The World Bank and IMF through SAP instructs Third World Countries to reduce government spending on essential services like health, education, other public sectors and development, reduce tax of high-income earners, deregulation and make debt repayment and other macroeconomic policies (like OMRS) a priority. SAPs have been heavily criticized for many years for causing poverty. In addition, SAP has increased the dependency of Third World Countries on richer nations. This is despite the IMF and World Bank’s claim that they will reduce poverty. Many intellectual observers and economists have noted that IMF and World Bank policies are not principally meant to alleviate poverty in developing countries but to advance the agenda and economic interests of the West.

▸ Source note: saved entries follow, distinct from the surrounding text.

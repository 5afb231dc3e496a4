// Copyright (c) 2025 - Cowboy AI, Inc.
//! Authorization client snapshot

use chrono::{DateTime, Utc};
use serde::{Deserialize, Serialize};
use uuid::Uuid;

/// Business kind of a client
#[derive(Debug, Clone, Copy, PartialEq, Eq, Hash, Serialize, Deserialize)]
#[serde(rename_all = "camelCase")]
pub enum ClientKind {
    Consumer,
    Api,
}

/// Public key registered on a client
#[derive(Debug, Clone, PartialEq, Eq, Serialize, Deserialize)]
#[serde(rename_all = "camelCase")]
pub struct ClientKey {
    pub kid: String,
    pub encoded_pem: String,
    #[serde(default)]
    pub algorithm: String,
}

#[derive(Debug, Clone, PartialEq, Eq, Serialize, Deserialize)]
#[serde(rename_all = "camelCase")]
pub struct Client {
    pub id: Uuid,
    pub consumer_id: Uuid,
    pub kind: ClientKind,
    #[serde(default)]
    pub purposes: Vec<Uuid>,
    #[serde(default)]
    pub keys: Vec<ClientKey>,
    pub created_at: DateTime<Utc>,
}

impl Client {
    pub fn key(&self, kid: &str) -> Option<&ClientKey> {
        self.keys.iter().find(|k| k.kid == kid)
    }
}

Globalization believes in the free market system which is addicted to privatization. Privatization promises better services. And so, many countries have been privatising essential services for the last 250 years, which means they have diverted resources from the common good and put them into the private sector.
When governments privatise basic essential services, they hand over their role of service to a company with a market and profit culture. A company’s primary value is profit not service. When a government privatizes she hands over her duty for the common good to the private sector or a company.

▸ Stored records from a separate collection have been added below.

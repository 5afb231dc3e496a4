// Copyright (c) 2025 - Cowboy AI, Inc.
//! Shared fan-out helpers
//!
//! Back-filling joins whatever platform-states rows exist at the moment of the
//! call. A missing row leaves the corresponding fields unset.

use chrono::{DateTime, Utc};
use uuid::Uuid;

use crate::derivation;
use crate::domain::Client;
use crate::errors::ProjectionResult;
use crate::model::{
    AgreementFields, DescriptorFields, PlatformAgreementEntry, PurposeFields, TokenClientKind,
    TokenGenerationStatesEntry,
};
use crate::store::PlatformStatesStore;

/// Agreement and descriptor fields of the group's latest agreement
#[derive(Debug, Clone, PartialEq)]
pub(crate) struct AgreementContext {
    pub agreement: AgreementFields,
    pub descriptor: Option<DescriptorFields>,
}

impl AgreementContext {
    pub(crate) fn apply(&self, row: &mut TokenGenerationStatesEntry) {
        row.apply_agreement(&self.agreement);
        row.apply_descriptor(self.descriptor.as_ref());
    }
}

pub(crate) async fn descriptor_fields_for(
    platform: &PlatformStatesStore,
    agreement: &PlatformAgreementEntry,
) -> ProjectionResult<Option<DescriptorFields>> {
    Ok(platform
        .read_catalog(agreement.eservice_id, agreement.agreement_descriptor_id)
        .await?
        .as_ref()
        .map(DescriptorFields::from))
}

/// Context of the latest agreement for (consumer, e-service), if any exists
pub(crate) async fn agreement_context(
    platform: &PlatformStatesStore,
    consumer_id: Uuid,
    eservice_id: Uuid,
) -> ProjectionResult<Option<AgreementContext>> {
    let Some(latest) = platform.latest_agreement(consumer_id, eservice_id).await? else {
        return Ok(None);
    };

    Ok(Some(AgreementContext {
        agreement: AgreementFields::from(&latest),
        descriptor: descriptor_fields_for(platform, &latest).await?,
    }))
}

/// Rows a client snapshot requires: one per key and bound purpose for
/// consumer clients, one per key when there is no purpose to bind.
pub(crate) fn desired_rows(client: &Client, now: DateTime<Utc>) -> Vec<TokenGenerationStatesEntry> {
    let kind = derivation::token_client_kind(client.kind);
    let purposes: Vec<Option<Uuid>> = match kind {
        TokenClientKind::Consumer if !client.purposes.is_empty() => {
            client.purposes.iter().copied().map(Some).collect()
        }
        _ => vec![None],
    };

    client
        .keys
        .iter()
        .flat_map(|key| {
            purposes.iter().map(move |purpose_id| {
                TokenGenerationStatesEntry::new(
                    client.id,
                    &key.kid,
                    *purpose_id,
                    client.consumer_id,
                    kind,
                    &key.encoded_pem,
                    now,
                )
            })
        })
        .collect()
}

/// Fill a brand-new row from the purpose, agreement and descriptor rows
/// currently in platform-states.
pub(crate) async fn populate(
    platform: &PlatformStatesStore,
    row: &mut TokenGenerationStatesEntry,
) -> ProjectionResult<()> {
    let Some(purpose_id) = row.purpose_id else {
        return Ok(());
    };
    let Some(purpose) = platform.read_purpose(purpose_id).await? else {
        return Ok(());
    };

    row.apply_purpose(&PurposeFields::from(&purpose));
    if let Some(context) =
        agreement_context(platform, purpose.purpose_consumer_id, purpose.purpose_eservice_id).await?
    {
        context.apply(row);
    }
    Ok(())
}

The future Fijian people will not only face the climate change crisis but also a financial crisis implicated by foreign debt.
Another World is Possible
St. Pope John Paul II warned the world that the policies governing structural adjustment loans are in direct contrast to the virtue of solidarity and hence unethical. We have humanize globalization so that it serves the common good.
Walter Brueggemann, in his book ‘An Another Kingdom’, believes that ‘another world is really possible. We need to develop an alternative vision for the global economy. We must depart from the kingdom of globalization to ‘another kingdom. This other kingdom expresses the growing longing of the world for an alternative culture, an alternative way of being altogether. The new way of being will be marked by love of neighbor, localized community, and a cooperative culture.

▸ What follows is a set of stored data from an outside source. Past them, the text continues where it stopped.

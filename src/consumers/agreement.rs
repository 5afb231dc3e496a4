// Copyright (c) 2025 - Cowboy AI, Inc.
//! Agreement consumer
//!
//! Maintains `AGREEMENT#<id>` rows and, when the agreement is the latest of
//! its (consumer, e-service) group, the agreement fields of the fan-out rows
//! sharing that group.

use chrono::Utc;
use tracing::{debug, info};

use super::{fanout, fanout_pending, ignored, settle, Outcome, Projector};
use crate::derivation::{self, Disposition};
use crate::domain::Agreement;
use crate::errors::ProjectionResult;
use crate::events::{
    AgreementEventV1, AgreementEventV2, AgreementTrigger, AgreementUpdate, EventEnvelope,
};
use crate::keys;
use crate::model::{AgreementFields, ItemState, PlatformStatesEntry};
use crate::store::TokenQuery;

impl Projector {
    pub async fn handle_agreement_event_v1(
        &self,
        envelope: &EventEnvelope,
    ) -> ProjectionResult<Outcome> {
        match AgreementEventV1::decode(envelope)?.into_update() {
            Some(update) => self.apply_agreement(update, envelope.stream_version).await,
            None => Ok(ignored(envelope)),
        }
    }

    pub async fn handle_agreement_event_v2(
        &self,
        envelope: &EventEnvelope,
    ) -> ProjectionResult<Outcome> {
        match AgreementEventV2::decode(envelope)?.into_update() {
            Some(update) => self.apply_agreement(update, envelope.stream_version).await,
            None => Ok(ignored(envelope)),
        }
    }

    async fn apply_agreement(&self, update: AgreementUpdate, version: u64) -> ProjectionResult<Outcome> {
        let AgreementUpdate { trigger, agreement } = update;

        match (trigger, derivation::agreement_disposition(agreement.state)) {
            (AgreementTrigger::Removal, _) => {
                let pk = keys::platform_agreement_pk(agreement.id);
                Ok(self.platform().delete(&pk, version).await?.into())
            }
            (AgreementTrigger::Archiving, _) | (_, Disposition::Delete) => {
                self.archive_agreement(&agreement, version).await
            }
            (_, Disposition::Skip) => {
                debug!(agreement_id = %agreement.id, state = ?agreement.state, "Agreement state not projected");
                Ok(Outcome::Ignored)
            }
            (_, Disposition::Upsert(_)) => self.upsert_agreement(trigger, &agreement, version).await,
        }
    }

    async fn upsert_agreement(
        &self,
        trigger: AgreementTrigger,
        agreement: &Agreement,
        version: u64,
    ) -> ProjectionResult<Outcome> {
        let entry = derivation::platform_agreement_entry(agreement, version, Utc::now());
        let outcome = self
            .platform()
            .upsert(PlatformStatesEntry::Agreement(entry.clone()))
            .await?;
        if !fanout_pending(outcome, version) {
            return Ok(outcome.into());
        }

        let group = self
            .platform()
            .agreements_by_consumer_eservice(entry.consumer_id, entry.eservice_id)
            .await?;
        if !derivation::is_latest_agreement(entry.agreement_id, entry.agreement_timestamp, &group) {
            debug!(
                agreement_id = %entry.agreement_id,
                consumer_eservice = %entry.consumer_eservice,
                "Agreement is not the latest of its group, fan-out skipped"
            );
            return Ok(settle(outcome, 0));
        }

        let query = TokenQuery::ConsumerEService {
            consumer_id: entry.consumer_id,
            eservice_id: entry.eservice_id,
        };
        let fields = AgreementFields::from(&entry);
        let rows = if trigger == AgreementTrigger::Activation {
            let descriptor = fanout::descriptor_fields_for(self.platform(), &entry).await?;
            self.tokens()
                .update_all(&query, |row| {
                    row.apply_agreement(&fields);
                    row.apply_descriptor(descriptor.as_ref());
                })
                .await?
        } else {
            self.tokens()
                .update_all(&query, |row| row.apply_agreement(&fields))
                .await?
        };

        info!(
            agreement_id = %entry.agreement_id,
            state = ?entry.state,
            version,
            rows,
            "Agreement projected"
        );
        Ok(settle(outcome, rows))
    }

    async fn archive_agreement(&self, agreement: &Agreement, version: u64) -> ProjectionResult<Outcome> {
        let pk = keys::platform_agreement_pk(agreement.id);
        let outcome = self.platform().delete(&pk, version).await?;
        if !fanout_pending(outcome, version) {
            return Ok(outcome.into());
        }

        let remaining = self
            .platform()
            .agreements_by_consumer_eservice(agreement.consumer_id, agreement.eservice_id)
            .await?;
        if !derivation::is_latest_agreement(agreement.id, agreement.grouping_timestamp(), &remaining) {
            debug!(agreement_id = %agreement.id, "Archived agreement superseded, fan-out skipped");
            return Ok(settle(outcome, 0));
        }

        let query = TokenQuery::ConsumerEService {
            consumer_id: agreement.consumer_id,
            eservice_id: agreement.eservice_id,
        };
        let rows = self
            .tokens()
            .update_all(&query, |row| row.agreement_state = Some(ItemState::Inactive))
            .await?;

        info!(agreement_id = %agreement.id, version, rows, "Agreement archived");
        Ok(settle(outcome, rows))
    }
}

Eric Toussaint and Arnaud Zacharie’s article ‘External Debt: Abolish Debt in Order to Free Development’(printed in Another World is Possible) propose a ‘A New Development Strategy’
They propose ‘New Rules of Financial Good Practice’ based on the following:
COVID-19 has done what human cannot do, that is, slow down globalisation and reverse the world. COVID-19 has given space for people to reset fundamental life-giving principles. COVID-19 will challenge policy makers to reflect on development that places the human person at the centre, promotes local participation and benefit and regulate the businesses of global corporations. COVID-19 challenges the world on how we want to chart this world so that it will protect human beings and creation.
Fijian people will have to prepare for a financial crisis. The government, economists, Churches, NGOs, Rural Developers must prepare and educate people on how to live in uncertain economic times.